His data was still better than much of what was collected in heat island
cities or when the actual collection spots representing thousands of square
miles have been moved.  Never mind those located next to roof AC units,
black tar roofs, exhaust vents, and any number of problem spots.
 
Ocean temperature data has just begun - yet the oceans hold huge amounts
of heat readily changed out with the atmosphere.
 
All of this is besides the point that the modeling is no where near sufficient
to make any of the ever changing claims made to date.  Every year or so
another huge variable is discovered to have been modeled inadequately,
not at all, or in reverse of its actual effect.
 
Political science - the APS should retract its statement and wait for the
science - which is only now beginning and has a long ways to go before
making predictions.
 
Dennis

From: spike <spike66 at att.net>
To: 'ExI chat list' <extropy-chat at lists.extropy.org>
Sent: Thursday, September 15, 2011 11:06 AM
Subject: Re: [ExI] A Nobel laureate and climate change


 
 
From:extropy-chat-bounces at lists.extropy.org [mailto:extropy-chat-bounces at lists.extropy.org] On Behalf Of Adrian Tymes
Sent: Thursday, September 15, 2011 8:22 AM
To: ExI chat list
Subject: Re: [ExI] A Nobel laureate and climate change
 
>…Ah, I stand corrected as to their claim.  Thanks.
>>…2011/9/15 Tim Halterman <timhalterman at gmail.com>
APS provided some additional commentary on this policy in mid 2010.  You can read the full policy and the additional commentary here:
http://www.aps.org/policy/statements/07_1.cfm

I find encouraging the way climate science seems to be heading.  This comment is from the APS site:
 
“…The second sentence is a definition that should explicitly include water vapor.
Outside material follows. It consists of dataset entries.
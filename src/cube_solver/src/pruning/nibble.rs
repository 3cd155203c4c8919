//! A compact array of 4 bit cells, two per byte.

/// Cell `i` lives in byte `i / 2`: even cells in the high nibble and odd cells
/// in the low nibble.
#[derive(Clone, PartialEq, Eq, Debug)]
pub struct NibbleArray {
    bytes: Box<[u8]>,
    len: usize,
}

const NIBBLE_MASK: u8 = 0x0F;

fn splat(value: u8) -> u8 {
    ((value & NIBBLE_MASK) << 4) | (value & NIBBLE_MASK)
}

impl NibbleArray {
    /// Create an array of `len` cells, each holding the low 4 bits of
    /// `initial`.
    #[must_use]
    pub fn new(len: usize, initial: u8) -> Self {
        NibbleArray {
            bytes: vec![splat(initial); Self::byte_len_for(len)].into_boxed_slice(),
            len,
        }
    }

    /// The number of bytes backing `len` cells.
    #[must_use]
    pub const fn byte_len_for(len: usize) -> usize {
        len.div_ceil(2)
    }

    #[must_use]
    pub fn len(&self) -> usize {
        self.len
    }

    #[must_use]
    pub fn is_empty(&self) -> bool {
        self.len == 0
    }

    #[must_use]
    pub fn byte_len(&self) -> usize {
        self.bytes.len()
    }

    fn check_index(&self, index: usize) {
        assert!(
            index < self.len,
            "nibble index {index} out of range for length {}",
            self.len
        );
    }

    /// # Panics
    ///
    /// Panics if `index` is out of range.
    #[must_use]
    pub fn get(&self, index: usize) -> u8 {
        self.check_index(index);
        let byte = self.bytes[index / 2];
        if index % 2 == 0 {
            byte >> 4
        } else {
            byte & NIBBLE_MASK
        }
    }

    /// Store the low 4 bits of `value` in cell `index`.
    ///
    /// # Panics
    ///
    /// Panics if `index` is out of range.
    pub fn set(&mut self, index: usize, value: u8) {
        self.check_index(index);
        let value = value & NIBBLE_MASK;
        let byte = &mut self.bytes[index / 2];
        *byte = if index % 2 == 0 {
            (*byte & NIBBLE_MASK) | (value << 4)
        } else {
            (*byte & !NIBBLE_MASK) | value
        };
    }

    /// Reset every cell to the low 4 bits of `value`.
    pub fn fill(&mut self, value: u8) {
        self.bytes.fill(splat(value));
    }

    #[must_use]
    pub fn as_bytes(&self) -> &[u8] {
        &self.bytes
    }

    #[must_use]
    pub fn as_bytes_mut(&mut self) -> &mut [u8] {
        &mut self.bytes
    }
}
The second sentence is a definition that should explicitly include water vapor…”
 
It seemed to me a huge oversight in the past climate science that they didn’t really say much about the greenhouse effect of water vapor.  Perhaps I was tuned into that because of where I lived in my 20s: in the Mojave Desert.  Out there, most people didn’t have air conditioners: they were too expensive to operate and they would be overpowered by the ferocious desert heat.  The common form of house cooling was with evaporative coolers, also called swamp coolers.  On the hottest days, it was also bone dry, so the evaporative coolers worked great.
 
Over the decades, more residents moved into the area and had lawns.  I recall hearing the old timers note that swamp coolers were not working as well as they once did.  I also knew that if a neighbor turned on a sprinkler in the middle of the day, one’s swamp cooler would lose a degree or two delta.  I used to keep data on this kind of stuff for a side business: emergency swamp cooler repair and high performance swamp coolers.
 
It stands to reason to me that increased irrigation could result in slight increases in water vapor in the air, which would trap additional heat.  Most of us have been in out on a cool clear evening when a cloud cover rolled in and felt the temperature rise as the cloud trapped radiated heat.  We know the effect can be localized.  It is easy to imagine some of the historic temperature monitors being effected by nearby irrigation.